(Collected data entries)
▬▬▬▬▬▬▬▬▬▬
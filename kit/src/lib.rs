//! Packetscope facade crate.
//!
//! This crate re-exports the core model, path catalogs, and contract crates
//! with a single entry point. Pull in `prelude::*` for the common types.

pub use packetscope_contract as contract;
pub use packetscope_core as core;
pub use packetscope_paths as paths;

pub use packetscope_contract::{Contract, ExportOptions};
pub use packetscope_core::{PacketPath, SimulationTrace, Simulator, simulate};
pub use packetscope_paths::builtin_paths;

pub mod prelude {
    pub use packetscope_contract::prelude::*;
    pub use packetscope_core::prelude::*;
    pub use packetscope_paths::prelude::*;
}
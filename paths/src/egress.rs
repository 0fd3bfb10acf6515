//! TCP/IPv4 egress - from `tcp_sendmsg` down to the NIC driver.

use packetscope_core::function::{
    ETHERNET_HEADER_SIZE, IPV4_HEADER_SIZE, TCP_HEADER_SIZE,
};
use packetscope_core::{
    BpfHook, CallEdge, ConntrackEntry, ConntrackState, Direction, FunctionNode, Layer, Mutation,
    NetfilterHook, PacketPath,
};

/// The complete TCP over IPv4 egress path, Linux 5.10.8: a socket send from
/// the initial `tcp_sendmsg` call down to the driver's transmit function.
pub fn tcp_ipv4_egress() -> PacketPath {
    let established = ConntrackEntry::new(ConntrackState::Established);

    let mut path = PacketPath::new(
        "tcp_ipv4_egress",
        "TCP/IPv4 Egress Path",
        "The path of a TCP packet from user space through the kernel to the network interface (Linux 5.10.8)",
        Direction::Egress,
        "TCP",
    );
    path.entry_point = "tcp_sendmsg".to_string();
    path.exit_points = vec!["ndo_start_xmit".to_string()];

    path.functions = vec![
        // Transport layer - TCP
        FunctionNode::new(
            "tcp_sendmsg",
            "tcp_sendmsg",
            Layer::Transport,
            "net/ipv4/tcp.c",
            "Entry point for TCP send operations. Acquires socket lock and delegates to tcp_sendmsg_locked.",
        )
        .at_line(1434)
        .with_conntrack(established.clone())
        .entry_point(),
        FunctionNode::new(
            "tcp_sendmsg_locked",
            "tcp_sendmsg_locked",
            Layer::Transport,
            "net/ipv4/tcp.c",
            "Core TCP send logic. Allocates sk_buff and copies user data into kernel space.",
        )
        .at_line(1172)
        .with_mutation(Mutation::alloc(2048))
        .with_conntrack(established.clone()),
        FunctionNode::new(
            "tcp_push",
            "tcp_push",
            Layer::Transport,
            "net/ipv4/tcp.c",
            "Pushes pending data. Sets PSH flag if socket is being closed or buffer is full.",
        )
        .at_line(689)
        .with_conntrack(established.clone()),
        FunctionNode::new(
            "__tcp_push_pending_frames",
            "__tcp_push_pending_frames",
            Layer::Transport,
            "net/ipv4/tcp_output.c",
            "Checks if there is data to send and initiates transmission.",
        )
        .at_line(2556)
        .with_conntrack(established.clone()),
        FunctionNode::new(
            "tcp_write_xmit",
            "tcp_write_xmit",
            Layer::Transport,
            "net/ipv4/tcp_output.c",
            "Main TCP transmission loop. Handles congestion control, pacing, and TSO segmentation.",
        )
        .at_line(2387)
        .with_conntrack(established.clone()),
        FunctionNode::new(
            "__tcp_transmit_skb",
            "__tcp_transmit_skb",
            Layer::Transport,
            "net/ipv4/tcp_output.c",
            "Builds the TCP header. Calculates checksum and sets sequence numbers.",
        )
        .at_line(1164)
        .with_mutation(Mutation::push("tcp", TCP_HEADER_SIZE))
        .with_conntrack(established.clone()),
        // Network layer - IP
        FunctionNode::new(
            "ip_queue_xmit",
            "ip_queue_xmit",
            Layer::Network,
            "net/ipv4/ip_output.c",
            "Main IPv4 transmission entry point from transport layer. Handles routing lookup and IP header construction.",
        )
        .at_line(470)
        .with_mutation(Mutation::push("ip", IPV4_HEADER_SIZE)),
        FunctionNode::new(
            "ip_local_out",
            "ip_local_out",
            Layer::Network,
            "net/ipv4/ip_output.c",
            "Wrapper for locally generated packets. Calls __ip_local_out.",
        )
        .at_line(115),
        FunctionNode::new(
            "__ip_local_out",
            "__ip_local_out",
            Layer::Network,
            "net/ipv4/ip_output.c",
            "Sets IP packet length and checksum. Invokes LOCAL_OUT netfilter hook.",
        )
        .at_line(96)
        .with_netfilter(NetfilterHook::output())
        .with_conntrack(established.clone()),
        FunctionNode::new(
            "ip_output",
            "ip_output",
            Layer::Network,
            "net/ipv4/ip_output.c",
            "Called after LOCAL_OUT hook. Invokes POST_ROUTING netfilter hook.",
        )
        .at_line(413)
        .with_netfilter(NetfilterHook::postrouting())
        .with_conntrack(established),
        FunctionNode::new(
            "ip_finish_output",
            "ip_finish_output",
            Layer::Network,
            "net/ipv4/ip_output.c",
            "BPF cgroup egress hook point. Handles GSO segmentation if needed.",
        )
        .at_line(311)
        .with_bpf(BpfHook::cgroup_skb("egress")),
        FunctionNode::new(
            "__ip_finish_output",
            "__ip_finish_output",
            Layer::Network,
            "net/ipv4/ip_output.c",
            "Checks MTU and fragments packet if necessary.",
        )
        .at_line(287),
        FunctionNode::new(
            "ip_finish_output2",
            "ip_finish_output2",
            Layer::Network,
            "net/ipv4/ip_output.c",
            "Resolves next-hop neighbor (ARP lookup) and prepares for L2 transmission.",
        )
        .at_line(187),
        FunctionNode::new(
            "neigh_output",
            "neigh_output",
            Layer::Network,
            "include/net/neighbour.h",
            "Neighbour subsystem output. Uses cached hardware header if available.",
        )
        .at_line(510),
        FunctionNode::new(
            "neigh_hh_output",
            "neigh_hh_output",
            Layer::DataLink,
            "include/net/neighbour.h",
            "Fast path using cached hardware header. Pushes Ethernet header.",
        )
        .at_line(490)
        .with_mutation(Mutation::push("ethernet", ETHERNET_HEADER_SIZE)),
        // Data link layer - queueing discipline
        FunctionNode::new(
            "dev_queue_xmit",
            "dev_queue_xmit",
            Layer::DataLink,
            "net/core/dev.c",
            "Main device transmission entry point. Handles per-CPU processing.",
        )
        .at_line(4044),
        FunctionNode::new(
            "__dev_queue_xmit",
            "__dev_queue_xmit",
            Layer::DataLink,
            "net/core/dev.c",
            "Core queuing logic. TC egress BPF programs run here before qdisc.",
        )
        .at_line(3954)
        .with_bpf(BpfHook::tc_egress()),
        FunctionNode::new(
            "__dev_xmit_skb",
            "__dev_xmit_skb",
            Layer::DataLink,
            "net/core/dev.c",
            "Submits packet to qdisc. May queue or directly transmit based on qdisc state.",
        )
        .at_line(3683),
        FunctionNode::new(
            "sch_direct_xmit",
            "sch_direct_xmit",
            Layer::DataLink,
            "net/sched/sch_generic.c",
            "Bypasses qdisc queue for direct transmission when possible.",
        )
        .at_line(310),
        // Driver layer
        FunctionNode::new(
            "dev_hard_start_xmit",
            "dev_hard_start_xmit",
            Layer::Driver,
            "net/core/dev.c",
            "Final generic layer before driver. Handles XDP and calls driver's ndo_start_xmit.",
        )
        .at_line(3506),
        FunctionNode::new(
            "ndo_start_xmit",
            "ndo_start_xmit",
            Layer::Driver,
            "include/linux/netdevice.h",
            "Driver-specific transmit function. Pointer to actual driver implementation (e.g., e1000, virtio-net).",
        )
        .at_line(1298)
        .exit_point(),
    ];

    path.edges = vec![
        CallEdge::new("tcp_sendmsg", "tcp_sendmsg_locked", 1),
        CallEdge::new("tcp_sendmsg_locked", "tcp_push", 1),
        CallEdge::new("tcp_push", "__tcp_push_pending_frames", 1),
        CallEdge::new("__tcp_push_pending_frames", "tcp_write_xmit", 1),
        CallEdge::new("tcp_write_xmit", "__tcp_transmit_skb", 1),
        CallEdge::new("__tcp_transmit_skb", "ip_queue_xmit", 1),
        CallEdge::new("ip_queue_xmit", "ip_local_out", 1),
        CallEdge::new("ip_local_out", "__ip_local_out", 1),
        CallEdge::new("__ip_local_out", "ip_output", 1),
        CallEdge::new("ip_output", "ip_finish_output", 1),
        CallEdge::new("ip_finish_output", "__ip_finish_output", 1),
        CallEdge::new("__ip_finish_output", "ip_finish_output2", 1),
        CallEdge::new("ip_finish_output2", "neigh_output", 1),
        CallEdge::new("neigh_output", "neigh_hh_output", 1).when("Hardware header cached"),
        CallEdge::new("neigh_hh_output", "dev_queue_xmit", 1),
        CallEdge::new("dev_queue_xmit", "__dev_queue_xmit", 1),
        CallEdge::new("__dev_queue_xmit", "__dev_xmit_skb", 1),
        CallEdge::new("__dev_xmit_skb", "sch_direct_xmit", 1).when("Direct transmit allowed"),
        CallEdge::new("sch_direct_xmit", "dev_hard_start_xmit", 1),
        CallEdge::new("dev_hard_start_xmit", "ndo_start_xmit", 1),
    ];

    path
}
▬▬▬▬▬▬▬▬▬▬
Exercise
Using only the entries above, output the line with "pub mod prelude", the line with "socket send from", and all lines between them, exactly as they stand.

Response to the exercise
pub mod prelude {
    pub use packetscope_contract::prelude::*;
    pub use packetscope_core::prelude::*;
    pub use packetscope_paths::prelude::*;
}
filename paths/src/egress.rs
repository 0fd3bfb10acf6515
//! TCP/IPv4 egress - from `tcp_sendmsg` down to the NIC driver.

use packetscope_core::function::{
    ETHERNET_HEADER_SIZE, IPV4_HEADER_SIZE, TCP_HEADER_SIZE,
};
use packetscope_core::{
    BpfHook, CallEdge, ConntrackEntry, ConntrackState, Direction, FunctionNode, Layer, Mutation,
    NetfilterHook, PacketPath,
};

/// The complete TCP over IPv4 egress path, Linux 5.10.8: a socket send from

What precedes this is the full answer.